BTW, far as the whole Cameron vs. Carl
tuning-theory-meets-musical-implementation challenge...I'm still eager to hear
it happen! :-)
.

🔗cameron <misterbobro@...>

10/3/2010 1:31:38 AM

I have the utmost respect for Michael's musical quest, which is not actually "tall chords", but what we could call "wind-chime tunings", the name suggested by a comment Herman Miller made once.
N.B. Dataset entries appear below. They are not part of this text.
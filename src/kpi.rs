//! KPI derivation: one displayed value per slot from up to three optional
//! sources, resolved by strict precedence.
//!
//! Precedence per slot: authoritative summary field, then the directly
//! computed aggregate, then a keyword-matched smart-analytics KPI, then the
//! placeholder. The keyword match is deliberately lenient (substring against
//! lowercased titles); the backend's smart titles are free-form and this
//! layer preserves that best-effort behavior rather than tightening it.

use crate::types::{scalar_to_display, KpiSlot, SmartDashboard, SmartKpi, Trend, KPI_PLACEHOLDER};
use crate::util::{fmt_count, fmt_currency};

pub const QUANTITY_KEYWORDS: &[&str] = &["quantity", "qty", "units"];
pub const SALES_KEYWORDS: &[&str] = &["total sales", "sales", "revenue", "amount"];
pub const PURCHASES_KEYWORDS: &[&str] = &["purchase", "purchases", "cost", "expenses"];
pub const PROFIT_KEYWORDS: &[&str] = &["profit"];
pub const LOSS_KEYWORDS: &[&str] = &["loss"];

/// The optional inputs feeding one dashboard's KPI row.
#[derive(Debug, Clone, Copy, Default)]
pub struct KpiSources<'a> {
    /// Authoritative business summary, when the backend has a fixed schema.
    pub summary: Option<&'a crate::types::SummaryReport>,
    /// Heuristic KPI set derived from an arbitrary uploaded dataset.
    pub smart: Option<&'a SmartDashboard>,
    /// Deterministic aggregates from `/analytics/kpi`, present only when the
    /// corresponding request succeeded.
    pub sales_aggregate: Option<f64>,
    pub purchases_aggregate: Option<f64>,
    pub quantity_aggregate: Option<f64>,
}

/// First smart KPI whose lowercased title contains any of the keywords.
pub fn find_smart_kpi<'a>(
    smart: Option<&'a SmartDashboard>,
    keywords: &[&str],
) -> Option<&'a SmartKpi> {
    let kpis = &smart?.kpis;
    kpis.iter().find(|kpi| {
        let title = kpi.title.to_lowercase();
        keywords.iter().any(|kw| title.contains(kw))
    })
}

fn smart_value(kpi: &SmartKpi) -> String {
    kpi.value
        .as_ref()
        .map(scalar_to_display)
        .unwrap_or_else(|| KPI_PLACEHOLDER.to_string())
}

fn smart_trend(kpi: &SmartKpi) -> Trend {
    kpi.trend.unwrap_or(Trend::None)
}

fn fmt_plain_number(value: f64) -> String {
    if value >= 0.0 && value.fract() == 0.0 {
        fmt_count(value as u64)
    } else {
        format!("{}", value)
    }
}

/// Derive the four business KPI slots (Quantity, Sales, Purchases,
/// Profit/Loss).
///
/// Profit never double-counts: a present signed summary `profit` produces one
/// combined slot carrying both value and trend, and any smart profit/loss
/// KPIs are suppressed. Trend arrows appear only when the winning source
/// states a sign.
pub fn derive_business_kpis(sources: &KpiSources) -> Vec<KpiSlot> {
    let mut slots = Vec::with_capacity(5);

    // Quantity
    let quantity_summary = sources.summary.and_then(|s| s.total_quantity);
    let slot = if let Some(q) = quantity_summary {
        KpiSlot::new("Quantity", fmt_plain_number(q), Trend::None)
    } else if let Some(q) = sources.quantity_aggregate {
        KpiSlot::new("Quantity", fmt_plain_number(q), Trend::None)
    } else if let Some(kpi) = find_smart_kpi(sources.smart, QUANTITY_KEYWORDS) {
        KpiSlot::new("Quantity", smart_value(kpi), smart_trend(kpi))
    } else {
        KpiSlot::placeholder("Quantity")
    };
    slots.push(slot);

    // Sales: only the summary states a sign, so it alone sets the arrow
    let slot = if let Some(total) = sources.summary.and_then(|s| s.total_sales) {
        let trend = if total >= 0.0 {
            Trend::Positive
        } else {
            Trend::None
        };
        KpiSlot::new("Sales", fmt_currency(total), trend)
    } else if let Some(total) = sources.sales_aggregate {
        KpiSlot::new("Sales", fmt_currency(total), Trend::None)
    } else if let Some(kpi) = find_smart_kpi(sources.smart, SALES_KEYWORDS) {
        KpiSlot::new("Sales", smart_value(kpi), smart_trend(kpi))
    } else {
        KpiSlot::placeholder("Sales")
    };
    slots.push(slot);

    // Purchases
    let slot = if let Some(total) = sources.summary.and_then(|s| s.total_purchases) {
        KpiSlot::new("Purchases", fmt_currency(total), Trend::None)
    } else if let Some(total) = sources.purchases_aggregate {
        KpiSlot::new("Purchases", fmt_currency(total), Trend::None)
    } else if let Some(kpi) = find_smart_kpi(sources.smart, PURCHASES_KEYWORDS) {
        KpiSlot::new("Purchases", smart_value(kpi), smart_trend(kpi))
    } else {
        KpiSlot::placeholder("Purchases")
    };
    slots.push(slot);

    // Profit / loss
    if let Some(profit) = sources.summary.and_then(|s| s.profit) {
        let trend = if profit >= 0.0 {
            Trend::Positive
        } else {
            Trend::Negative
        };
        slots.push(KpiSlot::new("Profit / (Loss)", fmt_currency(profit), trend));
    } else {
        let profit_kpi = find_smart_kpi(sources.smart, PROFIT_KEYWORDS);
        let loss_kpi = find_smart_kpi(sources.smart, LOSS_KEYWORDS)
            .filter(|kpi| !kpi.title.to_lowercase().contains("profit"));
        match (profit_kpi, loss_kpi) {
            (None, None) => slots.push(KpiSlot::placeholder("Profit")),
            (profit, loss) => {
                if let Some(kpi) = profit {
                    slots.push(KpiSlot::new("Profit", smart_value(kpi), smart_trend(kpi)));
                }
                if let Some(kpi) = loss {
                    slots.push(KpiSlot::new("Loss", smart_value(kpi), smart_trend(kpi)));
                }
            }
        }
    }

    slots
}

/// First four smart KPIs as display slots, for the smart-analytics fallback
/// row.
pub fn smart_kpi_slots(smart: &SmartDashboard) -> Vec<KpiSlot> {
    smart
        .kpis
        .iter()
        .take(4)
        .map(|kpi| KpiSlot::new(kpi.title.clone(), smart_value(kpi), smart_trend(kpi)))
        .collect()
}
--- In tuning@yahoogroups.com, Chris Vaisvil <chrisvaisvil@...> wrote:
>
> Does it involve tall chords man? I mean that is what Micheal has been
> talking about for years now. Tall chords. Come on man you ought know this!
>
> Just wanna know.
>
> Chris
>
> On Mon, Sep 27, 2010 at 6:02 AM, cameron <misterbobro@...> wrote:
>
> >
> >
> > This tuning list has been going for very long time. So there's a good
> > chance that what I'm about to say has already been said, and more than once.
> > But here goes... because it's close to the heart.
> >
> > That which can be said ABOUT music, which cannot be said IN music, is of
> > little to no value. That which can be said ABOUT music, and can be said IN
> > music, wordlessly, is of great value- some of the greatest value there is to
> > human understanding and being.
> >
> > I believe this deeply, and I think it would be hard to find a musician who
> > doesn't.
> >
> > My challenge to Carl, to take our argument about "field of attraction" into
> > sound and music itself, still stands. :-)
> >
> > peace and luv, gotta train to catch and a live show to improvise, yikes,
> >
> > -Cameron Bobro
> >
> >
> >
>

🔗Michael <djtrancendance@...>

10/3/2010 7:17:03 AM

Cameron>"I have the utmost respect for Michael's musical quest, which is not
actually "tall chords", but what we could call "wind-chime tunings", the name
suggested by a comment Herman Miller made once."
Interesting...so what defines a "wind chime tuning"? :-D

🔗Chris Vaisvil <chrisvaisvil@...>

10/3/2010 8:37:01 AM

This makes an incredible amount of sense.

On Sun, Oct 3, 2010 at 4:31 AM, cameron <misterbobro@...> wrote:

I have the utmost respect for Michael's musical quest, which is not
actually "tall chords", but what we could call "wind-chime tunings",
the name suggested by a comment Herman Miller made once.